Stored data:
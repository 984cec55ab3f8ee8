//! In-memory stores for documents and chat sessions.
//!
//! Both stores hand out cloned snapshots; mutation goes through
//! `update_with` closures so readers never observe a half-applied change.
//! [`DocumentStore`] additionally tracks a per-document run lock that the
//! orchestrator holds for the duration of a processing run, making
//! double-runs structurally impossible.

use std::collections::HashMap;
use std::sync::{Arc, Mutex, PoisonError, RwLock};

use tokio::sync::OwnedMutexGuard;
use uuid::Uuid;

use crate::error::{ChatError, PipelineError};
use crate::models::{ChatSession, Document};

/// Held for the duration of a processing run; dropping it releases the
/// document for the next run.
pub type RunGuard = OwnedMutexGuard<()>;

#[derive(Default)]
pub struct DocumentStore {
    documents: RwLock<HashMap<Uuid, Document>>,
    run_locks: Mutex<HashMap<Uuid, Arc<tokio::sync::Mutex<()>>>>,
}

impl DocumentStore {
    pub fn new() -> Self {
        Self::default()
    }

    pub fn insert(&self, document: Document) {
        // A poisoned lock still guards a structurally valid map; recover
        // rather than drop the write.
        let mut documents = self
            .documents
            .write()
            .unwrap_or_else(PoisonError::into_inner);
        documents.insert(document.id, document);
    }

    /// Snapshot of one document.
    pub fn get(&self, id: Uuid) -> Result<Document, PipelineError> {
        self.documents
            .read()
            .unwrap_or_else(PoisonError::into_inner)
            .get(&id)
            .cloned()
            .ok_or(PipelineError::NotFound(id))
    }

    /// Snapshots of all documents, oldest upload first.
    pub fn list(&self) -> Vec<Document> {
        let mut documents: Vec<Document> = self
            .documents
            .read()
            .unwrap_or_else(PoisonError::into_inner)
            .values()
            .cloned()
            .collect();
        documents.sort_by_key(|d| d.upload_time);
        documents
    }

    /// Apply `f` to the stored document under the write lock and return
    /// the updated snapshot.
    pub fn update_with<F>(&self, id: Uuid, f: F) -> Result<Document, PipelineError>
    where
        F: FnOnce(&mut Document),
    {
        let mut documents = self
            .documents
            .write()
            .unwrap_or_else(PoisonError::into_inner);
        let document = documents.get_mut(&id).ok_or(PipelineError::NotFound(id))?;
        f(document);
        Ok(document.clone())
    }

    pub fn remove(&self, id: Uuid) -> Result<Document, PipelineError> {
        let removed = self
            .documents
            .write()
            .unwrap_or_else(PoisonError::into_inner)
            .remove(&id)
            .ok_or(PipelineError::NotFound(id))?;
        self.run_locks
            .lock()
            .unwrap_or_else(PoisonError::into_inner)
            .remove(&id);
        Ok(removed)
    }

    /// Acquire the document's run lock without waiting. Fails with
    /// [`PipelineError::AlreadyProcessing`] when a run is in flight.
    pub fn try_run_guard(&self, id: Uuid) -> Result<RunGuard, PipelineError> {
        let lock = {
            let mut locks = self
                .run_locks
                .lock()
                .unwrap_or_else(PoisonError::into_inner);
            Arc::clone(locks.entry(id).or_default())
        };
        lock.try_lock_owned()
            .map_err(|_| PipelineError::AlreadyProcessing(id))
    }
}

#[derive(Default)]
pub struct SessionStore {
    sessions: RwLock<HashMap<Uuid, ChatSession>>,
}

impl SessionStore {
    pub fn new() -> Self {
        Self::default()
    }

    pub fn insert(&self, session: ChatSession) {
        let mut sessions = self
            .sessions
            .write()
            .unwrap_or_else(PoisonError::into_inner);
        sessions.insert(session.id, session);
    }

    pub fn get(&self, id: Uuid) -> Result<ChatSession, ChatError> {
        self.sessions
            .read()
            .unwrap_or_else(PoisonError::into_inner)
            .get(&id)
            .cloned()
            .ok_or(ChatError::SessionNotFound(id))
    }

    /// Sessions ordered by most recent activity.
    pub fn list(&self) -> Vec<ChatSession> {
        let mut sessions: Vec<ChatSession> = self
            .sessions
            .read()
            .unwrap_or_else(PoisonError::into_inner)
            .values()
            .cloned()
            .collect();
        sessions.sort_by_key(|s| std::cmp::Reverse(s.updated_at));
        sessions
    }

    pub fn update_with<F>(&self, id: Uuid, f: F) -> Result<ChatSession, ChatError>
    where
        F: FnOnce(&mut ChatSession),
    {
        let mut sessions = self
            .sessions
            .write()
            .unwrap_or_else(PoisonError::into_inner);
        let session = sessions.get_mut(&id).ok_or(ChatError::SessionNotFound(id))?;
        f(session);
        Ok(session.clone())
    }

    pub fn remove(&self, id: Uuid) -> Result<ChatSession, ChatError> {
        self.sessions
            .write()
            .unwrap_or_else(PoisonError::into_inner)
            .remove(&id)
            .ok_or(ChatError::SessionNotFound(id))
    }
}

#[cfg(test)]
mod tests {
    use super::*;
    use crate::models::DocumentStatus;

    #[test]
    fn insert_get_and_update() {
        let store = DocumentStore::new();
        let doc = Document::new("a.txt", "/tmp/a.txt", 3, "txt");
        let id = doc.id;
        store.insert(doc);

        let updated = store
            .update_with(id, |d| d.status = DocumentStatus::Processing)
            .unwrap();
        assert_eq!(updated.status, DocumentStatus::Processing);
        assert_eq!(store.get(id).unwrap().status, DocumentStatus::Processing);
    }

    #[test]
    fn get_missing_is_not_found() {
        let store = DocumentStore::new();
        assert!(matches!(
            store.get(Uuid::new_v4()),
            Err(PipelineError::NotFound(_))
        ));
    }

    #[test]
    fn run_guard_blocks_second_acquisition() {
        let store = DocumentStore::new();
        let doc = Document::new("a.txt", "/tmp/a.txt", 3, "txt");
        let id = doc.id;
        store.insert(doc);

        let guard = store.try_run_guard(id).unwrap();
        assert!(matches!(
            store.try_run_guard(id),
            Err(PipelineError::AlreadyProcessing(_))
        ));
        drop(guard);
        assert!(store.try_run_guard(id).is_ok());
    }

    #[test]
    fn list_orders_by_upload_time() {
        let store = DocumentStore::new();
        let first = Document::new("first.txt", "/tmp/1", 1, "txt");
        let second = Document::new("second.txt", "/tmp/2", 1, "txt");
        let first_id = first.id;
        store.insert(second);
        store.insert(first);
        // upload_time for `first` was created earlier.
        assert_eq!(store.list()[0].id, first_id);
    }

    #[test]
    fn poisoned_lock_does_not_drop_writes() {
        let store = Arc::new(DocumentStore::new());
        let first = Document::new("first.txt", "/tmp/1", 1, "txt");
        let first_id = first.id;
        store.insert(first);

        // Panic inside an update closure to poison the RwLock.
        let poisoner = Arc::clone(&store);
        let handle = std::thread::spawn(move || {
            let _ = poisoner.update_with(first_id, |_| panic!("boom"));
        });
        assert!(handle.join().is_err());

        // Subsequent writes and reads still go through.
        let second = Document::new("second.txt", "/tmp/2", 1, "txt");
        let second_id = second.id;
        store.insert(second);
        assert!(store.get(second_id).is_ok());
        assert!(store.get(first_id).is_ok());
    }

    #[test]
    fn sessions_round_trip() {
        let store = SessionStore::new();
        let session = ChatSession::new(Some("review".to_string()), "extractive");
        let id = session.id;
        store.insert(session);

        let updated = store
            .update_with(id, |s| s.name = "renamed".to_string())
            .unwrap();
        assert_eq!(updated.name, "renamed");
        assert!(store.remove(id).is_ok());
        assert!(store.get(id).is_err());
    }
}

* * *

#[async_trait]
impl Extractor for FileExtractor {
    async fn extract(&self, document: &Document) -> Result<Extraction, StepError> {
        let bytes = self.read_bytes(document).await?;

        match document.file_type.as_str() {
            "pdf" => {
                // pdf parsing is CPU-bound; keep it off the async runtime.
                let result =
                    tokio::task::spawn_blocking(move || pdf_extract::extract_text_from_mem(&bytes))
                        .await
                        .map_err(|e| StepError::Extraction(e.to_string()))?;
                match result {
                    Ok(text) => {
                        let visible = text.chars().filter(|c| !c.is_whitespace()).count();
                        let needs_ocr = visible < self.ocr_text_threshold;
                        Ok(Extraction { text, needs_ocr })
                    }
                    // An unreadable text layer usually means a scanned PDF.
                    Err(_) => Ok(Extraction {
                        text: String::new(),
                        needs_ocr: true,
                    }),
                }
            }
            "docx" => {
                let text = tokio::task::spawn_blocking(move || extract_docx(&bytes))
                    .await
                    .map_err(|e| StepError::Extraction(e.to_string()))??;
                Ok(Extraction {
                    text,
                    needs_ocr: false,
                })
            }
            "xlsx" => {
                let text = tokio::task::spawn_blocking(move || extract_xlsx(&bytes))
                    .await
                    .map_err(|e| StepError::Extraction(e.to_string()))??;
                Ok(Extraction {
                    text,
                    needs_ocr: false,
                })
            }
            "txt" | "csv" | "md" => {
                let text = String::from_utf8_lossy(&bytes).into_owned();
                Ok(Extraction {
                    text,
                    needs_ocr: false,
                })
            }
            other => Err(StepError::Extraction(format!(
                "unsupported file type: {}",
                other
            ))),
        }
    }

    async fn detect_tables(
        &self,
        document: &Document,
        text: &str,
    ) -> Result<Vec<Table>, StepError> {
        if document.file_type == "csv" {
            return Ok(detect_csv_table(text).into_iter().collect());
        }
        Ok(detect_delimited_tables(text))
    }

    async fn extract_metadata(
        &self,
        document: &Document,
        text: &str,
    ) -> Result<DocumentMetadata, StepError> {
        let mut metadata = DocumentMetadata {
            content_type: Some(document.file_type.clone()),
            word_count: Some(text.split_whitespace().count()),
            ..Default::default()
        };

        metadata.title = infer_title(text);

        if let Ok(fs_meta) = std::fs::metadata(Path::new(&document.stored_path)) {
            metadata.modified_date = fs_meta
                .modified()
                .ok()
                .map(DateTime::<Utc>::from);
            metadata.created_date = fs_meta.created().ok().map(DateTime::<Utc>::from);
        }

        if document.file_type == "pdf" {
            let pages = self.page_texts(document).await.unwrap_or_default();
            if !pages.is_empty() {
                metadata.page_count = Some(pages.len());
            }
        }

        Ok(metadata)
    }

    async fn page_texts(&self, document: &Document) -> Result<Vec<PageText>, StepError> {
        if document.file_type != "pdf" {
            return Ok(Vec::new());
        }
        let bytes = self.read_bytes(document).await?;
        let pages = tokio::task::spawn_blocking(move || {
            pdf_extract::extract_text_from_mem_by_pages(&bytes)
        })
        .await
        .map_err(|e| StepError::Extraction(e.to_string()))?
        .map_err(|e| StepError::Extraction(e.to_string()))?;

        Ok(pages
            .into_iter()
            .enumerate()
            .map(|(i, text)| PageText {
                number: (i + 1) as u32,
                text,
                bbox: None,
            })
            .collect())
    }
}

...

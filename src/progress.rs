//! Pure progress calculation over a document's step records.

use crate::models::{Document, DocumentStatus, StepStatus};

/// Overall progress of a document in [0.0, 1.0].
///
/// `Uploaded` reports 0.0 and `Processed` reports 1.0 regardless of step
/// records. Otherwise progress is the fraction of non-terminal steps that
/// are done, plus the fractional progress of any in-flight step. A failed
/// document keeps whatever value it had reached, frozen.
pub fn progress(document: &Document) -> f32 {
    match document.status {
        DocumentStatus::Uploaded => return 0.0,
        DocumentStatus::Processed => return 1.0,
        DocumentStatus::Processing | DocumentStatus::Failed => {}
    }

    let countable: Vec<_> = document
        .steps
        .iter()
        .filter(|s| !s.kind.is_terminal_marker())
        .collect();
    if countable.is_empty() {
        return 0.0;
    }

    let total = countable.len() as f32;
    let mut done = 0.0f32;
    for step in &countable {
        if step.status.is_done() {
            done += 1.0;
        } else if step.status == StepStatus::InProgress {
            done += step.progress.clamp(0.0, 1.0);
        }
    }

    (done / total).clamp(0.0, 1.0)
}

> **EXERCISE**:
Search the lines above for the string "FnOnce", then show every one that has it.

> **REPLY**:
        F: FnOnce(&mut Document),
        F: FnOnce(&mut ChatSession),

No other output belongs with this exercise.